What you need to do
Whenever a line of the entries below holds the string "next", copy that line and return it.

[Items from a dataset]

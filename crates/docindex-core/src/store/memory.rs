//! In-memory [`Store`] implementation for tests and embedding in other hosts.
//!
//! All tables live in one [`State`] behind a `std::sync::RwLock`, so every
//! trait call observes and mutates a consistent view. Deleting a document
//! cascades to its chunks and their embeddings.

use std::collections::{BTreeMap, HashMap, HashSet};
use std::sync::{RwLock, RwLockReadGuard, RwLockWriteGuard};

use async_trait::async_trait;

use crate::error::{IndexError, Result};
use crate::models::{Chunk, Document, Embedding};
use crate::vocabulary::Vocabulary;

use super::{DocumentFilter, EmbeddingRecord, Snapshot, Store, StoreStats};

#[derive(Default)]
struct State {
    documents: HashMap<String, Document>,
    /// Keyed by document id; each list is in chunk-index order.
    chunks: BTreeMap<String, Vec<Chunk>>,
    chunk_ids: HashSet<String>,
    embeddings: HashMap<String, Embedding>,
    vocabulary: Option<Vocabulary>,
}

impl State {
    fn ordered_chunks(&self) -> impl Iterator<Item = &Chunk> {
        self.chunks.values().flatten()
    }

    fn stats(&self) -> StoreStats {
        StoreStats::new(
            self.documents.len(),
            self.chunks.values().map(Vec::len).sum(),
            self.embeddings.len(),
            self.vocabulary.as_ref().map_or(0, Vocabulary::size),
            self.documents.values().map(|d| d.size_bytes).sum(),
        )
    }

    fn drop_chunks(&mut self, document_id: &str) {
        if let Some(old) = self.chunks.remove(document_id) {
            for chunk in old {
                self.chunk_ids.remove(&chunk.id);
                self.embeddings.remove(&chunk.id);
            }
        }
    }
}

/// In-memory store.
#[derive(Default)]
pub struct InMemoryStore {
    state: RwLock<State>,
}

impl InMemoryStore {
    pub fn new() -> Self {
        Self::default()
    }

    fn read(&self) -> Result<RwLockReadGuard<'_, State>> {
        self.state
            .read()
            .map_err(|e| IndexError::StorageReadFailed(e.to_string()))
    }

    fn write(&self) -> Result<RwLockWriteGuard<'_, State>> {
        self.state
            .write()
            .map_err(|e| IndexError::StorageWriteFailed(e.to_string()))
    }
}

#[async_trait]
impl Store for InMemoryStore {
    async fn put_document(&self, doc: &Document) -> Result<()> {
        self.write()?.documents.insert(doc.id.clone(), doc.clone());
        Ok(())
    }

    async fn put_chunks(&self, document_id: &str, chunks: &[Chunk]) -> Result<()> {
        let mut state = self.write()?;
        let doc = state.documents.get_mut(document_id).ok_or_else(|| {
            IndexError::StorageWriteFailed(format!("unknown document {}", document_id))
        })?;
        doc.chunk_count = chunks.len();
        state.drop_chunks(document_id);
        let mut ordered = chunks.to_vec();
        ordered.sort_by_key(|c| c.chunk_index);
        state
            .chunk_ids
            .extend(ordered.iter().map(|c| c.id.clone()));
        state.chunks.insert(document_id.to_string(), ordered);
        Ok(())
    }

    async fn put_embeddings(&self, embeddings: &[Embedding]) -> Result<()> {
        let mut state = self.write()?;
        for e in embeddings {
            if !state.chunk_ids.contains(&e.chunk_id) {
                return Err(IndexError::StorageWriteFailed(format!(
                    "embedding for unknown chunk {}",
                    e.chunk_id
                )));
            }
            state.embeddings.insert(e.chunk_id.clone(), e.clone());
        }
        Ok(())
    }

    async fn put_vocabulary(&self, vocab: &Vocabulary) -> Result<()> {
        self.write()?.vocabulary = Some(vocab.clone());
        Ok(())
    }

    async fn get_vocabulary(&self) -> Result<Option<Vocabulary>> {
        Ok(self.read()?.vocabulary.clone())
    }

    async fn all_embeddings(&self) -> Result<Vec<EmbeddingRecord>> {
        let state = self.read()?;
        Ok(state
            .ordered_chunks()
            .filter_map(|chunk| {
                let embedding = state.embeddings.get(&chunk.id)?;
                let filename = state
                    .documents
                    .get(&chunk.document_id)
                    .map(|d| d.filename.clone())
                    .unwrap_or_default();
                Some(EmbeddingRecord {
                    embedding: embedding.clone(),
                    chunk: chunk.clone(),
                    filename,
                })
            })
            .collect())
    }

    async fn all_chunks(&self) -> Result<Vec<Chunk>> {
        Ok(self.read()?.ordered_chunks().cloned().collect())
    }

    async fn get_chunks(&self, document_id: &str) -> Result<Vec<Chunk>> {
        Ok(self
            .read()?
            .chunks
            .get(document_id)
            .cloned()
            .unwrap_or_default())
    }

    async fn count_stale(&self, epoch: &str) -> Result<usize> {
        Ok(self
            .read()?
            .embeddings
            .values()
            .filter(|e| e.vocabulary_epoch != epoch)
            .count())
    }

    async fn get_document(&self, id: &str) -> Result<Option<Document>> {
        Ok(self.read()?.documents.get(id).cloned())
    }

    async fn find_documents(&self, filter: &DocumentFilter) -> Result<Vec<Document>> {
        let state = self.read()?;
        let mut docs: Vec<Document> = state
            .documents
            .values()
            .filter(|d| filter.matches(d))
            .cloned()
            .collect();
        docs.sort_by(|a, b| b.indexed_at.cmp(&a.indexed_at).then_with(|| a.id.cmp(&b.id)));
        if let Some(limit) = filter.limit {
            docs.truncate(limit);
        }
        Ok(docs)
    }

    async fn delete_document(&self, id: &str) -> Result<bool> {
        let mut state = self.write()?;
        if state.documents.remove(id).is_none() {
            return Ok(false);
        }
        state.drop_chunks(id);
        Ok(true)
    }

    async fn stats(&self) -> Result<StoreStats> {
        Ok(self.read()?.stats())
    }

    async fn snapshot(&self) -> Result<Snapshot> {
        let state = self.read()?;
        let mut documents: Vec<Document> = state.documents.values().cloned().collect();
        documents.sort_by(|a, b| a.id.cmp(&b.id));
        let chunks: Vec<Chunk> = state.ordered_chunks().cloned().collect();
        let embeddings = chunks
            .iter()
            .filter_map(|c| state.embeddings.get(&c.id).cloned())
            .collect();
        Ok(Snapshot {
            stats: state.stats(),
            documents,
            chunks,
            embeddings,
            vocabulary: state.vocabulary.clone(),
        })
    }
}

#[cfg(test)]
mod tests {
    use super::*;
    use crate::chunk::{chunk_text, ChunkOptions};
    use crate::embedding::Embedder;
    use crate::models::{document_id_for_path, ContentType, DocumentMetadata};
    use chrono::Utc;

    fn document(path: &str, ct: ContentType) -> Document {
        Document {
            id: document_id_for_path(path),
            filename: path.rsplit('/').next().unwrap_or(path).to_string(),
            path: path.to_string(),
            content_type: ct,
            size_bytes: 42,
            content_hash: "hash".to_string(),
            metadata: DocumentMetadata {
                extension: None,
                modified_at: None,
                preview: String::new(),
            },
            indexed_at: Utc::now(),
            chunk_count: 0,
        }
    }

    fn chunks_for(doc: &Document, text: &str) -> Vec<Chunk> {
        let opts = ChunkOptions {
            chunk_size: 40,
            overlap: 0,
            min_chunk_size: 1,
            max_chunk_size: 80,
            content_type: Some(ContentType::Text),
        };
        chunk_text(text, &opts)
            .unwrap()
            .into_iter()
            .map(|d| Chunk::from_draft(&doc.id, d))
            .collect()
    }

    async fn seeded() -> (InMemoryStore, Document) {
        let store = InMemoryStore::new();
        let doc = document("/notes/rust.txt", ContentType::Text);
        let chunks = chunks_for(&doc, "Ownership rules matter.\n\nBorrowing is checked statically.");
        let vocab = Vocabulary::build(chunks.iter().map(|c| c.content.as_str()), 300);
        let embedder = Embedder::default();
        let embeddings: Vec<Embedding> =
            chunks.iter().map(|c| embedder.embed_chunk(&vocab, c)).collect();
        store
            .put_indexed_document(&doc, &chunks, &embeddings)
            .await
            .unwrap();
        store.put_vocabulary(&vocab).await.unwrap();
        (store, doc)
    }

    #[tokio::test]
    async fn test_put_and_read_back() {
        let (store, doc) = seeded().await;
        let stored = store.get_document(&doc.id).await.unwrap().unwrap();
        assert_eq!(stored.chunk_count, 2);

        let records = store.all_embeddings().await.unwrap();
        assert_eq!(records.len(), 2);
        assert_eq!(records[0].filename, "rust.txt");
        assert_eq!(records[0].chunk.chunk_index, 0);

        let stats = store.stats().await.unwrap();
        assert_eq!(stats.documents, 1);
        assert_eq!(stats.chunks, 2);
        assert_eq!(stats.embeddings, 2);
        assert!(stats.vocabulary_size > 0);
        assert_eq!(stats.total_bytes, 42);
        assert!((stats.avg_chunks_per_document - 2.0).abs() < 1e-9);
    }

    #[tokio::test]
    async fn test_delete_cascades() {
        let (store, doc) = seeded().await;
        assert!(store.delete_document(&doc.id).await.unwrap());
        assert!(!store.delete_document(&doc.id).await.unwrap());
        assert!(store.all_chunks().await.unwrap().is_empty());
        assert!(store.all_embeddings().await.unwrap().is_empty());
        assert_eq!(store.stats().await.unwrap().embeddings, 0);
    }

    #[tokio::test]
    async fn test_replacing_chunks_drops_old_embeddings() {
        let (store, doc) = seeded().await;
        let replacement = chunks_for(&doc, "Completely new content here.");
        store.put_chunks(&doc.id, &replacement).await.unwrap();
        assert_eq!(store.all_chunks().await.unwrap().len(), 1);
        assert!(store.all_embeddings().await.unwrap().is_empty());
        let stored = store.get_document(&doc.id).await.unwrap().unwrap();
        assert_eq!(stored.chunk_count, 1);
    }

    #[tokio::test]
    async fn test_vocabulary_replaced() {
        let (store, _) = seeded().await;
        let next = Vocabulary::build(["fresh terms only"], 300);
        store.put_vocabulary(&next).await.unwrap();
        let loaded = store.get_vocabulary().await.unwrap().unwrap();
        assert_eq!(loaded.epoch, next.epoch);
        assert_eq!(loaded.size(), next.size());
    }

    #[tokio::test]
    async fn test_find_documents_filter() {
        let store = InMemoryStore::new();
        store
            .put_document(&document("/a/guide.md", ContentType::Markdown))
            .await
            .unwrap();
        store
            .put_document(&document("/a/main.rs", ContentType::Code))
            .await
            .unwrap();

        let code = store
            .find_documents(&DocumentFilter {
                content_type: Some(ContentType::Code),
                ..DocumentFilter::default()
            })
            .await
            .unwrap();
        assert_eq!(code.len(), 1);
        assert_eq!(code[0].filename, "main.rs");

        let by_name = store
            .find_documents(&DocumentFilter {
                filename_contains: Some("GUIDE".to_string()),
                ..DocumentFilter::default()
            })
            .await
            .unwrap();
        assert_eq!(by_name.len(), 1);

        let limited = store
            .find_documents(&DocumentFilter {
                limit: Some(1),
                ..DocumentFilter::default()
            })
            .await
            .unwrap();
        assert_eq!(limited.len(), 1);
    }

    #[tokio::test]
    async fn test_chunks_for_unknown_document_rejected() {
        let store = InMemoryStore::new();
        let doc = document("/x.txt", ContentType::Text);
        let chunks = chunks_for(&doc, "Some text that becomes a chunk.");
        let err = store.put_chunks(&doc.id, &chunks).await.unwrap_err();
        assert!(matches!(err, IndexError::StorageWriteFailed(_)));
    }

    #[tokio::test]
    async fn test_embedding_for_replaced_chunk_rejected() {
        let (store, doc) = seeded().await;
        let vocab = store.get_vocabulary().await.unwrap().unwrap();
        let old = store.get_chunks(&doc.id).await.unwrap();
        let stale = Embedder::default().embed_chunk(&vocab, &old[1]);

        let replacement = chunks_for(&doc, "Completely new content here.");
        store.put_chunks(&doc.id, &replacement).await.unwrap();
        let err = store.put_embeddings(&[stale]).await.unwrap_err();
        assert!(matches!(err, IndexError::StorageWriteFailed(_)));

        let fresh = Embedder::default().embed_chunk(&vocab, &replacement[0]);
        store.put_embeddings(&[fresh]).await.unwrap();
        assert_eq!(store.stats().await.unwrap().embeddings, 1);
    }

    #[tokio::test]
    async fn test_get_chunks_by_document() {
        let (store, doc) = seeded().await;
        let chunks = store.get_chunks(&doc.id).await.unwrap();
        assert_eq!(chunks.len(), 2);
        assert!(chunks.iter().all(|c| c.document_id == doc.id));
        assert_eq!(chunks[0].chunk_index, 0);
        assert_eq!(chunks[1].chunk_index, 1);
        assert!(store.get_chunks("missing").await.unwrap().is_empty());
    }

    #[tokio::test]
    async fn test_count_stale() {
        let (store, _) = seeded().await;
        let vocab = store.get_vocabulary().await.unwrap().unwrap();
        assert_eq!(store.count_stale(&vocab.epoch).await.unwrap(), 0);
        assert_eq!(store.count_stale("some-other-epoch").await.unwrap(), 2);
    }
}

Response area
            filename: path.rsplit('/').next().unwrap_or(path).to_string(),
        let next = Vocabulary::build(["fresh terms only"], 300);
        store.put_vocabulary(&next).await.unwrap();
        assert_eq!(loaded.epoch, next.epoch);
        assert_eq!(loaded.size(), next.size());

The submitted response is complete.